Recommendation: Enable and encourage more outreach to people who don’t use social media yet, or those who don’t know about the conference’s social media features. Announce hashtags, twitter-related events, and the like near the blogging/social media hangouts. Keep enabling twitter handles on the official event badges.
6. The Expo Floor
This one doesn’t really fall to the conference organizers, but I wanted to share some feedback to exhibitors/sponsors who are looking to improve their guests’ responsiveness.
Ease up with the badge-scanner vultures. In my pre-VMworld blog post I advocated having separate scanning queues for “I’m interested in your product” vs “I just want the tee shirt or a chance at the free iPad.” It should be easy to do this in your booth–if the scanner is in the hands of someone wandering around outside the booth, assume “tee shirt.” If the scanner is in the hands of someone answering questions, give them the option of “I want to talk to you more after I recover from the conference.” But at the very least, make sure your scanner people aren’t like the card snappers on the Las Vegas strip. Please.
Consider compact and functional schwag. I brought home 20 shirts from VMworld, and nearly 100 across the four shows combined. My fiancee isn’t very happy about this. Flash drives (8GB is the sweet spot these days), cell phone charging batteries (something that can give a modern phone a full charge), or customized gift cards (Starbucks, a local coffee shop or restaurant, or even your own online store) are more useful and easy to cart around than a ton of shirts, screaming monkeys, coozies, or stress balls.
Reconsider “must be present to win” drawings. If you haven’t noticed, these expo floors tend to be big and crowded, especially around beverage times or the very end of the day. We may not remember where your booth is or which day/hour your drawing is. And some of us want to go to sessions or use the restroom or eat now and then. Get our Twitter handles or email addresses, and if we win, get in touch and work out the details. Bonus points if you’re willing to ship an enormous giveaway item (kudos to Coraid for offering to ship a big Lego set this past week–I wish I’d taken you up on it rather than carting it home on BART+Caltrain).
Consider staying till the end of the expo. A few people noticed empty booths on the last day of VMworld, and I seem to recall a couple of blank spaces at Cisco Live as well.

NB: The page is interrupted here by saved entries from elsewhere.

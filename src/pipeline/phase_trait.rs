use super::context::BuildContext;
use crate::error::BuildError;
use async_trait::async_trait;

/// One stage of the build pipeline
///
/// Phases run strictly in order over a shared context; the first error aborts
/// the build and nothing is published.
#[async_trait]
pub trait BuildPhase: Send + Sync {
    async fn execute(&self, context: &mut BuildContext) -> Result<(), BuildError>;
}
//! Application configuration (`galley.toml`)
//!
//! The configuration file is the application collaborator's half of the
//! contract: it declares the startup command, the optional introspection
//! command, the optional startup script, the manifest location, the installer
//! command templates and the system packages each stage needs. galley supplies
//! the pipeline around it.

use serde::Deserialize;
use std::collections::HashMap;
use std::fmt;
use std::path::{Path, PathBuf};
use thiserror::Error;

/// Configuration file name, expected at the source tree root
pub const CONFIG_FILE: &str = "galley.toml";

/// Default manifest file name when `galley.toml` does not override it
pub const DEFAULT_MANIFEST: &str = "deps.txt";

#[derive(Debug, Error)]
pub enum ConfigError {
    #[error("Configuration not found: {0} (expected a galley.toml at the source root)")]
    NotFound(PathBuf),

    #[error("Failed to read configuration {path}: {source}")]
    Read {
        path: PathBuf,
        #[source]
        source: std::io::Error,
    },

    #[error("Failed to parse {path}: {source}")]
    Parse {
        path: PathBuf,
        #[source]
        source: toml::de::Error,
    },

    #[error("Configuration validation failed: {0}")]
    ValidationFailed(String),
}

/// Deployment variant, fixed at build time
///
/// Live reload is a development-only concern: Production launch directives
/// never carry the reload flag.
#[derive(Debug, Clone, Copy, PartialEq, Eq)]
pub enum Variant {
    Development,
    Production,
}

impl Variant {
    pub fn is_development(&self) -> bool {
        matches!(self, Variant::Development)
    }
}

impl fmt::Display for Variant {
    fn fmt(&self, f: &mut fmt::Formatter<'_>) -> fmt::Result {
        match self {
            Variant::Development => write!(f, "development"),
            Variant::Production => write!(f, "production"),
        }
    }
}

/// Installer command templates
///
/// `dependency` is the argv used to install a single manifest specifier;
/// `{spec}` expands to the specifier and `{env}` to the environment root.
/// `system` is the argv prefix for system package installation; package names
/// are appended. The concrete package ecosystem is the application's choice,
/// not galley's.
#[derive(Debug, Clone, Deserialize, PartialEq, Eq)]
pub struct InstallerConfig {
    pub dependency: Vec<String>,
    #[serde(default)]
    pub system: Option<Vec<String>>,
}

/// System packages installed per stage
#[derive(Debug, Clone, Default, Deserialize, PartialEq, Eq)]
pub struct SystemPackages {
    /// Needed while resolving/compiling dependencies (e.g. native
    /// crypto/LDAP/SASL headers)
    #[serde(default)]
    pub build: Vec<String>,
    /// Needed only by the assembled runtime image
    #[serde(default)]
    pub runtime: Vec<String>,
}

impl SystemPackages {
    pub fn is_empty(&self) -> bool {
        self.build.is_empty() && self.runtime.is_empty()
    }
}

/// Per-application configuration parsed from `galley.toml`
#[derive(Debug, Clone, Deserialize)]
pub struct AppConfig {
    /// Application name; becomes the image directory name
    pub name: String,

    /// Server startup argv for the direct-command launch strategy
    pub command: Vec<String>,

    /// Introspection argv producing the schema artifact on stdout; the
    /// artifact generation step is skipped when absent
    #[serde(default)]
    pub introspect: Option<Vec<String>>,

    /// Startup script (relative to the source root) selecting the
    /// delegated-script launch strategy
    #[serde(default)]
    pub entrypoint_script: Option<String>,

    /// Manifest file, relative to the source root
    #[serde(default = "default_manifest")]
    pub manifest: String,

    pub installer: InstallerConfig,

    #[serde(default)]
    pub packages: SystemPackages,

    /// Environment variables recorded in the image for the runtime process
    #[serde(default)]
    pub env: HashMap<String, String>,
}

fn default_manifest() -> String {
    DEFAULT_MANIFEST.to_string()
}

impl AppConfig {
    /// Load and validate the configuration under a source tree
    pub fn load(source_root: &Path) -> Result<Self, ConfigError> {
        let path = source_root.join(CONFIG_FILE);
        if !path.is_file() {
            return Err(ConfigError::NotFound(path));
        }

        let content = std::fs::read_to_string(&path).map_err(|source| ConfigError::Read {
            path: path.clone(),
            source,
        })?;

        let config: AppConfig =
            toml::from_str(&content).map_err(|source| ConfigError::Parse { path, source })?;

        config.validate()?;
        Ok(config)
    }

    /// Parse from a string (primarily for tests)
    pub fn parse(content: &str) -> Result<Self, ConfigError> {
        let config: AppConfig = toml::from_str(content).map_err(|source| ConfigError::Parse {
            path: PathBuf::from(CONFIG_FILE),
            source,
        })?;
        config.validate()?;
        Ok(config)
    }

    fn validate(&self) -> Result<(), ConfigError> {
        if self.name.trim().is_empty() {
            return Err(ConfigError::ValidationFailed(
                "'name' must not be empty".to_string(),
            ));
        }

        if self.command.is_empty() {
            return Err(ConfigError::ValidationFailed(
                "'command' must contain at least the server executable".to_string(),
            ));
        }

        if self.installer.dependency.is_empty() {
            return Err(ConfigError::ValidationFailed(
                "'installer.dependency' must not be empty".to_string(),
            ));
        }

        if !self
            .installer
            .dependency
            .iter()
            .any(|arg| arg.contains("{spec}"))
        {
            return Err(ConfigError::ValidationFailed(
                "'installer.dependency' must contain a '{spec}' placeholder".to_string(),
            ));
        }

        if let Some(system) = &self.installer.system {
            if system.is_empty() {
                return Err(ConfigError::ValidationFailed(
                    "'installer.system' must not be an empty command".to_string(),
                ));
            }
        }

        if !self.packages.is_empty() && self.installer.system.is_none() {
            return Err(ConfigError::ValidationFailed(
                "system packages are declared but 'installer.system' is not set".to_string(),
            ));
        }

        if let Some(introspect) = &self.introspect {
            if introspect.is_empty() {
                return Err(ConfigError::ValidationFailed(
                    "'introspect' must not be an empty command".to_string(),
                ));
            }
        }

        if let Some(script) = &self.entrypoint_script {
            if script.trim().is_empty() {
                return Err(ConfigError::ValidationFailed(
                    "'entrypoint_script' must not be empty".to_string(),
                ));
            }
        }

        Ok(())
    }

    /// Manifest path relative to a source root
    pub fn manifest_path(&self, source_root: &Path) -> PathBuf {
        source_root.join(&self.manifest)
    }
}

#[cfg(test)]
mod tests {
    use super::*;

    const MINIMAL: &str = r#"
name = "svc"
command = ["serve"]

[installer]
dependency = ["pkg", "install", "--into", "{env}", "{spec}"]
"#;

    #[test]
    fn test_parse_minimal_config() {
        let config = AppConfig::parse(MINIMAL).unwrap();
        assert_eq!(config.name, "svc");
        assert_eq!(config.manifest, DEFAULT_MANIFEST);
        assert!(config.introspect.is_none());
        assert!(config.entrypoint_script.is_none());
        assert!(config.env.is_empty());
    }

    #[test]
    fn test_parse_full_config() {
        let content = r#"
name = "clubs"
command = ["appserver", "main:app"]
introspect = ["appserver-export", "main"]
entrypoint_script = "entrypoint.sh"
manifest = "requirements.txt"

[installer]
dependency = ["pkg", "install", "--into", "{env}", "{spec}"]
system = ["syspkg", "add"]

[packages]
build = ["libldap-dev", "libsasl-dev"]
runtime = ["libldap"]

[env]
GLOBAL_DEBUG = "false"
"#;
        let config = AppConfig::parse(content).unwrap();
        assert_eq!(config.manifest, "requirements.txt");
        assert_eq!(config.packages.build.len(), 2);
        assert_eq!(config.packages.runtime, vec!["libldap".to_string()]);
        assert_eq!(config.env.get("GLOBAL_DEBUG").map(String::as_str), Some("false"));
        assert_eq!(
            config.entrypoint_script.as_deref(),
            Some("entrypoint.sh")
        );
    }

    #[test]
    fn test_empty_command_rejected() {
        let content = MINIMAL.replace(r#"command = ["serve"]"#, "command = []");
        let err = AppConfig::parse(&content).unwrap_err();
        assert!(matches!(err, ConfigError::ValidationFailed(_)));
    }

    #[test]
    fn test_missing_spec_placeholder_rejected() {
        let content = MINIMAL.replace("{spec}", "spec");
        let err = AppConfig::parse(&content).unwrap_err();
        assert!(matches!(err, ConfigError::ValidationFailed(_)));
    }

    #[test]
    fn test_packages_require_system_installer() {
        let content = format!("{}\n[packages]\nbuild = [\"libfoo\"]\n", MINIMAL);
        let err = AppConfig::parse(&content).unwrap_err();
        assert!(matches!(err, ConfigError::ValidationFailed(_)));
    }

    #[test]
    fn test_load_missing_file() {
        let dir = tempfile::tempdir().unwrap();
        let err = AppConfig::load(dir.path()).unwrap_err();
        assert!(matches!(err, ConfigError::NotFound(_)));
    }

    #[test]
    fn test_variant_display() {
        assert_eq!(Variant::Development.to_string(), "development");
        assert_eq!(Variant::Production.to_string(), "production");
        assert!(Variant::Development.is_development());
        assert!(!Variant::Production.is_development());
    }
}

If you do have to pack it up–transportation and other events can get in the way–leave some sort of indication that you didn’t just get swept up by a tornado, and offer some way to get in touch if someone couldn’t make it to your booth in time but wanted to learn more.
Thanks for reading this far. I had a great time at all of the mentioned events, met some great people, built relationships for my professional development and my work life as well, and also enhanced my appreciation of my own bed and pillows.
I have tried to offer some constructive suggestions for improving aspects of both big shows, and would welcome any feedback from folks involved with the conferences or other attendees (or would-be attendees).